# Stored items
····················
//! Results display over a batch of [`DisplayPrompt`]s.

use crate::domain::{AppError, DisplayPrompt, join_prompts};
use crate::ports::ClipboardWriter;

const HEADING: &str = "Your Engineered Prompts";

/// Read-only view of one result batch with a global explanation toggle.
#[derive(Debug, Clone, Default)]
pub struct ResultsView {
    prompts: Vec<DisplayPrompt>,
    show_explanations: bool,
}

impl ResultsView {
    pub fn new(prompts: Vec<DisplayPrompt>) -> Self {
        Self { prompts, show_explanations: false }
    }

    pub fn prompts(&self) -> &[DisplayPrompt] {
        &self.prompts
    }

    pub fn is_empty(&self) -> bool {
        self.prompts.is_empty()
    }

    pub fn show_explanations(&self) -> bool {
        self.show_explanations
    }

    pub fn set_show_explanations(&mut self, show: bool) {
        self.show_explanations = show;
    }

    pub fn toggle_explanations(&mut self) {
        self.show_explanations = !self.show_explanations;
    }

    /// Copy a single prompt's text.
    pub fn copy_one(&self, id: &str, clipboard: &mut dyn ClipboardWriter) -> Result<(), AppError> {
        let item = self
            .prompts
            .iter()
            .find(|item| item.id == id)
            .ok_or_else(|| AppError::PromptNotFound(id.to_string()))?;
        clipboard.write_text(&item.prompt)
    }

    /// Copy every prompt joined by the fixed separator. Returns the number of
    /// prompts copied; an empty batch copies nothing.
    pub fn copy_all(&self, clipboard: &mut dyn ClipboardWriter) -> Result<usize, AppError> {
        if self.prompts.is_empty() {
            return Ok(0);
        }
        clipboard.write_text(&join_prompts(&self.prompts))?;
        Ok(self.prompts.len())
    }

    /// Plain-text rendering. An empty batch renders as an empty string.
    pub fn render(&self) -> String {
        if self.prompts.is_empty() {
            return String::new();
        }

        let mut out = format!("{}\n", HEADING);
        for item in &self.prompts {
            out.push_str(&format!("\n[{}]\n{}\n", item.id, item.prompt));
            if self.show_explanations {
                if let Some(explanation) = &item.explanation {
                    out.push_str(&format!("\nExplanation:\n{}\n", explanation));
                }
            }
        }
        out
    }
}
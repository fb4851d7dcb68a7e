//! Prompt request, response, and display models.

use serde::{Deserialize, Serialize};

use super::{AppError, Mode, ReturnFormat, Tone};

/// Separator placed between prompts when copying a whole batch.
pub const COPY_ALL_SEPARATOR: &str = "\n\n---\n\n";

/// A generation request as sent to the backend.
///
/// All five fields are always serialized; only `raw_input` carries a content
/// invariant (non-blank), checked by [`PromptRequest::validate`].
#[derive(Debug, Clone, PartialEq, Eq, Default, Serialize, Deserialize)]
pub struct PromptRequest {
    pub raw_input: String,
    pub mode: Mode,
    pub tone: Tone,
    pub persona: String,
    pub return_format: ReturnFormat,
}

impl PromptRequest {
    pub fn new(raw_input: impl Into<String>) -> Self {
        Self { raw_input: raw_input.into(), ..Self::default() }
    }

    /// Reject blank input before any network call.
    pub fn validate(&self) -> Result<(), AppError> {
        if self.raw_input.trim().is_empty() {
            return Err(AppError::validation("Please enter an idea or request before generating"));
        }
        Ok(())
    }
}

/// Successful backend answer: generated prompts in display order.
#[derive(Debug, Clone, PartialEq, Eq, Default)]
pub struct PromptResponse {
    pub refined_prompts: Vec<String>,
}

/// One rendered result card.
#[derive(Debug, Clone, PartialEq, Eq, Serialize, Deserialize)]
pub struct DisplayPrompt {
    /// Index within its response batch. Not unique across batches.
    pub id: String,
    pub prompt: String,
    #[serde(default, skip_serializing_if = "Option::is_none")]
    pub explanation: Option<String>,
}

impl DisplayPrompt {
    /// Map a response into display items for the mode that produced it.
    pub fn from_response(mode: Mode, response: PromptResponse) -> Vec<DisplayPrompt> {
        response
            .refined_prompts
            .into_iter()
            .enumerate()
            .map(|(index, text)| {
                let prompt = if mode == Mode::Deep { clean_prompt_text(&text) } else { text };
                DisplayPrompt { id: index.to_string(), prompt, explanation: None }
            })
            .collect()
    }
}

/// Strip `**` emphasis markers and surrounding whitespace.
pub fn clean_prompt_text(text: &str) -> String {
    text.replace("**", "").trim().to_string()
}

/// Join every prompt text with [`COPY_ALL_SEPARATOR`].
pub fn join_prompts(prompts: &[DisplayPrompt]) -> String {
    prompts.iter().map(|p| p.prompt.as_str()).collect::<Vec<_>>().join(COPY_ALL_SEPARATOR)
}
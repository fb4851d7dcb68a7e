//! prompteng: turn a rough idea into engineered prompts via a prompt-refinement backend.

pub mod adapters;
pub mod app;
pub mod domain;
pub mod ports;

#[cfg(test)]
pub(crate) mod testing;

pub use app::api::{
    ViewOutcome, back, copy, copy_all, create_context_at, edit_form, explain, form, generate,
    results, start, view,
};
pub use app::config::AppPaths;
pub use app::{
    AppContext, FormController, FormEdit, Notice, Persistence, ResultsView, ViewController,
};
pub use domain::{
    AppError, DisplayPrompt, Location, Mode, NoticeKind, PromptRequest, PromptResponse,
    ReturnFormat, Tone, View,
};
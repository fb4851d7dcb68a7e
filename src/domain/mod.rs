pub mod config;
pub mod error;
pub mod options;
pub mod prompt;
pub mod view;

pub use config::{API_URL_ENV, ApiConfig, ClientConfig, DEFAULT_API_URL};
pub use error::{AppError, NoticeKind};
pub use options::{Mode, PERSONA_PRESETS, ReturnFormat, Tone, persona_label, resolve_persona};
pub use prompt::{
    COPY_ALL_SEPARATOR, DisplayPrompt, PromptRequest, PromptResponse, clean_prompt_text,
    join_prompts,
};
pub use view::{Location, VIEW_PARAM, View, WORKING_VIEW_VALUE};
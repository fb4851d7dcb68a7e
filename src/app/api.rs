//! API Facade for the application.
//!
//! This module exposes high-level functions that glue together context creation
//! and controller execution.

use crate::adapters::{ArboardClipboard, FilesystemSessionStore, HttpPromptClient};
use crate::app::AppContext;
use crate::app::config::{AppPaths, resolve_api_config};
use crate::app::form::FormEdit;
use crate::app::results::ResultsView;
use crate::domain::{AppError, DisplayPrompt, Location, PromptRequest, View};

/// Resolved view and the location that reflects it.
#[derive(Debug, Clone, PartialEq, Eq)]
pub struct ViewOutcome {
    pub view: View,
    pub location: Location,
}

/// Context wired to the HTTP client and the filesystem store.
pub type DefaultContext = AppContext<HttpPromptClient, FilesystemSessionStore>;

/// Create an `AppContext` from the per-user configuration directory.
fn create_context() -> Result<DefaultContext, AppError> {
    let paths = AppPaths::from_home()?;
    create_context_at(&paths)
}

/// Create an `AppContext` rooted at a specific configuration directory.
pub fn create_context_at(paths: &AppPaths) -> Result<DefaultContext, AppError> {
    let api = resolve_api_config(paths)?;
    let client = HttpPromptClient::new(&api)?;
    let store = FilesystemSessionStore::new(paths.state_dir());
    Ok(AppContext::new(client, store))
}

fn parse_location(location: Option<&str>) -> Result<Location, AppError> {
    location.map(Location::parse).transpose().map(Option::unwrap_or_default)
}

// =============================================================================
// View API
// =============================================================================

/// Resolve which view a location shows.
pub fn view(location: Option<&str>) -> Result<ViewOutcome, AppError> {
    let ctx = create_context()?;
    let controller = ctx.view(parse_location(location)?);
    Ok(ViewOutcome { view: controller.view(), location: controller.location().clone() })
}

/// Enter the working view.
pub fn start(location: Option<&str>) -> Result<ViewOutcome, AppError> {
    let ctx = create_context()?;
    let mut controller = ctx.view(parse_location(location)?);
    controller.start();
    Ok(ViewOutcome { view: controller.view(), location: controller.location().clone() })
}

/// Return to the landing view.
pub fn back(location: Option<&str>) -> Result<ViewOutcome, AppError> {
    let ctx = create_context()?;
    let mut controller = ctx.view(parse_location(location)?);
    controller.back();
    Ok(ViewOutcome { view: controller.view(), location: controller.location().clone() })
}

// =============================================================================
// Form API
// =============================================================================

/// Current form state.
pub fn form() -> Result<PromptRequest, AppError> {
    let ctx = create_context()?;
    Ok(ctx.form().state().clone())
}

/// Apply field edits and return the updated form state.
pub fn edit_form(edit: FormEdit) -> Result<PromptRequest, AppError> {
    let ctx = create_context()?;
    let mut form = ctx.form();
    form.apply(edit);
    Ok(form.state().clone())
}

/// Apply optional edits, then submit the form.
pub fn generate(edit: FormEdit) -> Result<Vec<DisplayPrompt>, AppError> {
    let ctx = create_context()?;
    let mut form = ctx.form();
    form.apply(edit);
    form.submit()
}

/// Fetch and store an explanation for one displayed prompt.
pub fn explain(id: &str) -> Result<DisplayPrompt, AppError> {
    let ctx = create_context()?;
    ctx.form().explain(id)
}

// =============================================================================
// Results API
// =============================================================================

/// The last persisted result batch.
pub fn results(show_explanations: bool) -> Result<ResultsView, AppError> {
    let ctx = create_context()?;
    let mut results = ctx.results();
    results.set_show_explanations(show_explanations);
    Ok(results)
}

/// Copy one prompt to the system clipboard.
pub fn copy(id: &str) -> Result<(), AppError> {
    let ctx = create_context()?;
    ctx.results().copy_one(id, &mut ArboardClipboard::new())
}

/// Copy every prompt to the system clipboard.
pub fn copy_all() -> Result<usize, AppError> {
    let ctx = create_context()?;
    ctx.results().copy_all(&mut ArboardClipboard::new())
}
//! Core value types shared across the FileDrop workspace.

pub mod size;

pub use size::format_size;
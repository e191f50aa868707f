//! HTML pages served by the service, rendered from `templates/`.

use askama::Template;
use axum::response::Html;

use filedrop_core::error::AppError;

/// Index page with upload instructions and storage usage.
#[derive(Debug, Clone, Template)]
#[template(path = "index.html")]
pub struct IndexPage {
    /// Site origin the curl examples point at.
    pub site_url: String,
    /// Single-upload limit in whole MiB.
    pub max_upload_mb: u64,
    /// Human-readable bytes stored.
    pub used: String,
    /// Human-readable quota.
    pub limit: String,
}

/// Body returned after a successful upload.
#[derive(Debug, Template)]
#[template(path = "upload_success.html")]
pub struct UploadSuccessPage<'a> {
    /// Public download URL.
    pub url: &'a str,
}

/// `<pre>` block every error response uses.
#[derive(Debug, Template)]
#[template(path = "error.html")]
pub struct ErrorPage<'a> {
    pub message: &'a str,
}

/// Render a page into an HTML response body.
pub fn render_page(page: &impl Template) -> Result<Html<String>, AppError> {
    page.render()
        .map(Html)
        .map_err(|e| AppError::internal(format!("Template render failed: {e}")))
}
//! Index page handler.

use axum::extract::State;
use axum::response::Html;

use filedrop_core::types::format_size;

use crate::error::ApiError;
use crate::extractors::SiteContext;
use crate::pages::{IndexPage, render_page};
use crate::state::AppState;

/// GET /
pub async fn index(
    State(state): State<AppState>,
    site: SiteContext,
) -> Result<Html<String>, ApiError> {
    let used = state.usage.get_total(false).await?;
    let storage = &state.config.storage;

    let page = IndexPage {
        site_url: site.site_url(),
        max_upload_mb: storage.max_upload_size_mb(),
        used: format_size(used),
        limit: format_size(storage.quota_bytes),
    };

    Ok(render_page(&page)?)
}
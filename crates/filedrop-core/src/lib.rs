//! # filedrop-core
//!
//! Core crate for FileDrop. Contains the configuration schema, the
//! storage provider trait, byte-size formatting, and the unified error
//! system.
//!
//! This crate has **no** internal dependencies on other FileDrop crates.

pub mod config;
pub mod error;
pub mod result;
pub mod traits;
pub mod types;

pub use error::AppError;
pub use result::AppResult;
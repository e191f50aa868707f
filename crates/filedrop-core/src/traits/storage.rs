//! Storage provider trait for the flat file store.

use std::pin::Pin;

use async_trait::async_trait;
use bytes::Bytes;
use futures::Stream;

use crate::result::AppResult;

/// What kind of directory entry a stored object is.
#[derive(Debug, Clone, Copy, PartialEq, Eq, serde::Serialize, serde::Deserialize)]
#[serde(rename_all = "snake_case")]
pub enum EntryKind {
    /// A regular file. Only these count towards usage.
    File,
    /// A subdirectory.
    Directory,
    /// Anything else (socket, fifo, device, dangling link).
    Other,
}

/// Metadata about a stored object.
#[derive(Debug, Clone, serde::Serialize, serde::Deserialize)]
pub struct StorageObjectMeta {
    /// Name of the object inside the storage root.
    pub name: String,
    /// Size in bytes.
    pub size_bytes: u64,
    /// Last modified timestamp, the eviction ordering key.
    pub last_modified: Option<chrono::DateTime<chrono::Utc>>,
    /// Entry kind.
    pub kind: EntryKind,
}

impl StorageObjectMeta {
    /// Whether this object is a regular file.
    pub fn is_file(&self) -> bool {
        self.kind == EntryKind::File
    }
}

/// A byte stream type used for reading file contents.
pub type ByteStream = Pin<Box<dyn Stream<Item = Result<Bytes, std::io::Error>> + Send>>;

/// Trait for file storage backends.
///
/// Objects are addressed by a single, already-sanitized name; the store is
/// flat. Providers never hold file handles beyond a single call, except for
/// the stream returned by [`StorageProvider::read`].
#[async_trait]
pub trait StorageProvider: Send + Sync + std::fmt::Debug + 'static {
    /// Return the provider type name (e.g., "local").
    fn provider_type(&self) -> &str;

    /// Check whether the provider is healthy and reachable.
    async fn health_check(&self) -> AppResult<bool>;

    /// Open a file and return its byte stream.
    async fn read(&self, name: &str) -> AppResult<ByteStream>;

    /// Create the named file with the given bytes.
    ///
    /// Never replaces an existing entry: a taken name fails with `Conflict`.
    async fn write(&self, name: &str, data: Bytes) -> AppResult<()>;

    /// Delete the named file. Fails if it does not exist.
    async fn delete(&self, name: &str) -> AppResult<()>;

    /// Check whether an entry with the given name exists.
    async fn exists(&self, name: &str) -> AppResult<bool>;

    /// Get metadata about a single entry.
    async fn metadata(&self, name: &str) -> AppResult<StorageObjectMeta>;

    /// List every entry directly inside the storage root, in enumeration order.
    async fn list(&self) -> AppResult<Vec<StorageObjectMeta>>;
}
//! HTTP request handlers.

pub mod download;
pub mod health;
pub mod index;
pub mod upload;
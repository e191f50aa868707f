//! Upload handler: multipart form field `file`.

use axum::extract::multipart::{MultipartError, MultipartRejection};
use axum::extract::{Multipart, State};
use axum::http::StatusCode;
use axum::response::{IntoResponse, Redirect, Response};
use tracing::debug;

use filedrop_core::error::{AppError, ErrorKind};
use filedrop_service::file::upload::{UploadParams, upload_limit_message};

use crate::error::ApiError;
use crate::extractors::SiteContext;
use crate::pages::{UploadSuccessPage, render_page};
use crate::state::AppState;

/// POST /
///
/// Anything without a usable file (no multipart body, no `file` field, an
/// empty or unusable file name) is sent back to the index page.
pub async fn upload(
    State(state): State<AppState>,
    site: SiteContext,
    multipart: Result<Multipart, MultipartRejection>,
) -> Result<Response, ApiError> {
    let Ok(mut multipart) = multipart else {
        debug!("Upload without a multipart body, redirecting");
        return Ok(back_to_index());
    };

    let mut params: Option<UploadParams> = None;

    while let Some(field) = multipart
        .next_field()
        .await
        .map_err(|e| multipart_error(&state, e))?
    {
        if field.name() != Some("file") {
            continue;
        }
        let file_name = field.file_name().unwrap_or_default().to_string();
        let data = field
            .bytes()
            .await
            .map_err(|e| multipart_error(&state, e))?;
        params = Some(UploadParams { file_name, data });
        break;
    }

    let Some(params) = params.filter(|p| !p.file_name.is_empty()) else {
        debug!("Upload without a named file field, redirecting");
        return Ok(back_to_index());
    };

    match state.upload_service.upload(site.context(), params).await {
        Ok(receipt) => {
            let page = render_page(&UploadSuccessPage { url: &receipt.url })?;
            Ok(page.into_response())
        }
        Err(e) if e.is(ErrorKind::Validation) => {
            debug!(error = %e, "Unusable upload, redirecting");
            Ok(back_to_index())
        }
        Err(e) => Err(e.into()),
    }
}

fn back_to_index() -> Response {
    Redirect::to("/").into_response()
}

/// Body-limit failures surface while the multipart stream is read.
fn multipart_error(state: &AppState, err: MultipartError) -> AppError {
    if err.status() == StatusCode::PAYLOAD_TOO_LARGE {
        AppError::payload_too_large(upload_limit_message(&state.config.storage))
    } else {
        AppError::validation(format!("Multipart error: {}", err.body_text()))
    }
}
····················
Which of the lines above hold the string "FilesystemSessionStore"? Copy each one.

# RESPONSE AREA
use crate::adapters::{ArboardClipboard, FilesystemSessionStore, HttpPromptClient};
pub type DefaultContext = AppContext<HttpPromptClient, FilesystemSessionStore>;
    let store = FilesystemSessionStore::new(paths.state_dir());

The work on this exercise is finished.